If Huawei put back doors into its products, they could be exploited not just by China’s People’s Liberation Army but by NSA and other intelligence agencies across the world. “Those Huawei routers are being deployed throughout China’s infrastructure as well, not to mention their partners and the whole Belt and Road in Africa they’re doing,” Wisniewski pointed out. “So is that a net negative? Probably more of their stuff is being used in our adversarial countries than is being used in our friendly countries because we have more diversity in our networks than they typically do.”
But as Huawei, one of the largest networking firms and telecom equipment makers in the world, seeks to establish itself as a 5G and IoT heavyweight, the U.S. government has stepped up a campaign to dissuade allies from using the Chinese company’s equipment. Recently, the U.S. threatened to withhold intelligence from allies using Huawei gear. “If a country adopts [Huawei equipment] and puts it in some of their critical information systems, we won’t be able to share information with them, we won’t be able to work alongside them,” U.S. Secretary of State Mike Pompeo said in a February television interview.
European countries such as Germany, Italy and the United Kingdom have resisted a blanket ban on Huawei equipment. “There are two things I don’t believe in,” German Chancellor Angela Merkel recently said. “First, to discuss these very sensitive security questions publicly, and second, to exclude a company simply because it’s from a certain country.”
But the recent backlash against Huawei is serving to dampen its international growth plans.
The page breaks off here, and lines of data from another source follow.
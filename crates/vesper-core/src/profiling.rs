//! Profiling utilities based on the `puffin` crate.

pub use puffin::{GlobalProfiler, profile_function, profile_scope};

/// Profiling backend options.
#[derive(Debug, Clone, Copy, PartialEq, Eq)]
pub enum ProfilingBackend {
    /// Send profiling data to puffin_viewer via HTTP.
    PuffinHttp,
}

#[cfg(feature = "profiling")]
static PROFILING_SERVER: std::sync::OnceLock<puffin_http::Server> = std::sync::OnceLock::new();

/// Enable puffin scopes and start the requested backend.
///
/// # Example
/// ```no_run
/// use vesper_core::profiling::{init_profiling, ProfilingBackend};
///
/// init_profiling(ProfilingBackend::PuffinHttp);
/// ```
pub fn init_profiling(backend: ProfilingBackend) {
    puffin::set_scopes_on(true);
    match backend {
        #[cfg(feature = "profiling")]
        ProfilingBackend::PuffinHttp => {
            if PROFILING_SERVER.get().is_some() {
                return;
            }
            match puffin_http::Server::new("0.0.0.0:8585") {
                Ok(server) => {
                    tracing::info!("Puffin profiler server started on http://0.0.0.0:8585");
                    let _ = PROFILING_SERVER.set(server);
                }
                Err(e) => {
                    tracing::error!("Failed to start puffin server: {}", e);
                }
            }
        }
        #[cfg(not(feature = "profiling"))]
        ProfilingBackend::PuffinHttp => {
            tracing::warn!("puffin_http support not compiled in; scopes recorded locally only");
        }
    }
}

/// Mark the start of a new frame for profiling.
#[inline]
pub fn new_frame() {
    puffin::GlobalProfiler::lock().new_frame();
}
It already is active in more than 170 countries across the globe and had emerged as a leading maker of 5G equipment.
If the Chinese government asked for 5G data related to the company’s equipment, Huawei would conceivably be forced to disclose it, thanks to China’s 2017 National Intelligence Law, which requires Chinese corporations and citizens in China to cooperate with the nation’s intelligence efforts.
The company already had government and Chinese military links. Founded in 1987 by Ren Zhengfei, a former engineer in China’s People’s Liberation Army, Huawei has reportedly received significant support from the Chinese government, according to Richard McGregor, author of “The Party: The Secret World of China’s Communist Rulers.” On its website, Huawei stresses its independence from the Chinese government.
Dean Weber, chief technology officer at Mocana, said the potential for collaboration between Huawei and the Chinese government, is a valid concern. Imagine if Cisco had direct ties to NSA, he said. “What we’re talking about is the concern that if Huawei even gets 50 percent of the 5G world, and has the ability of the Chinese government to execute a strategy on those devices that would be counter Western interests, we’re in trouble because once the infrastructures is in place, it’s there,” Weber said. “It will be 6G before you get 5G replaced.”
“Let’s say the U.S. caught Huawei with their fingers in the cookie jar,” Weber said. “No matter what they do at this point, they’re in trouble with the United States government for having their fingers in the cookie jar. It doesn’t mean the U.S. hasn’t had their fingers in the cookie jar for years because we have. But that doesn’t mean we’re going to sponsor somebody else doing it.”